Mitsubishi ordered in S. Korea to indemnify forced labor victims during WW II
Xinhua, June 24, 2015 Adjust font size:
South Korea's appeals court on Wednesday ordered the Mitsubishi Heavy Industries to indemnify some of the victims mobilized to the Japanese company for forced labor during the World War II.
The high court in Gwangju, some 330 km south of Seoul, upheld a lower court's ruling that Mitsubishi should pay damages to four victims and one bereaved family member as the company forcibly mobilized the victims for hard labor under the 1910-45 Japanese colonial rule of the Korean Peninsula.
Mitsubishi was ordered to pay 562 million won (506,800 U.S. dollars) in damages to them, lower than 680 million won imposed by the lower court.
The victims had lost compensation lawsuits in Japan, but the South Korean Supreme Court ruled in May 2012 that they were entitled to private damages claim as the mobilization itself was " an unlawful act under Japan's forced annexation of Korea."
Yang Keum-deok and other victims filed a damages claim lawsuit against the Japanese company in October 2012 with the district court in Gwangju, which ruled in November 2013 that Mitsubishi should indemnify the victims for damages. The company immediately appealed.
In the meantime, the local court offered to Mitsubishi coming to an agreement through "mediation" considering the old age of the victims, but the company rejected the proposal.
The victims were mobilized in mid-1944 to the Nagoya aircraft manufacturing plant of Mitsubishi Heavy Industries when they were teenagers.
When Yang, 87, was in her sixth year at an elementary school, the Japanese principal deceitfully told her and her classmates that they could earn money and go to a good school in Japan.
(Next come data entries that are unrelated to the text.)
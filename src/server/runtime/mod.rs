//! MCP server startup, transports and the registry-backed handler.
mod handler;
mod server_info;
mod startup;

pub use handler::{LoadSummary, ServerHealth, TemplateServer, HEALTH_TOOL};
pub use server_info::{build_instructions, build_server_info};
pub use startup::{build_http_router, run_server, serve_http, RuntimeExit};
They were taken to the Mitsubishi factory to produce Zero fighter jets from June 1944, Yang told reporters last week.
After surviving harsh labor conditions for a young girl to bear, Yang returned to South Korea in October 1945, but she had difficulties in getting married as others mistook her for having been a "comfort woman," or Koreans forced into sex slavery for Japan's military brothels during the World War II, when she was in Japan.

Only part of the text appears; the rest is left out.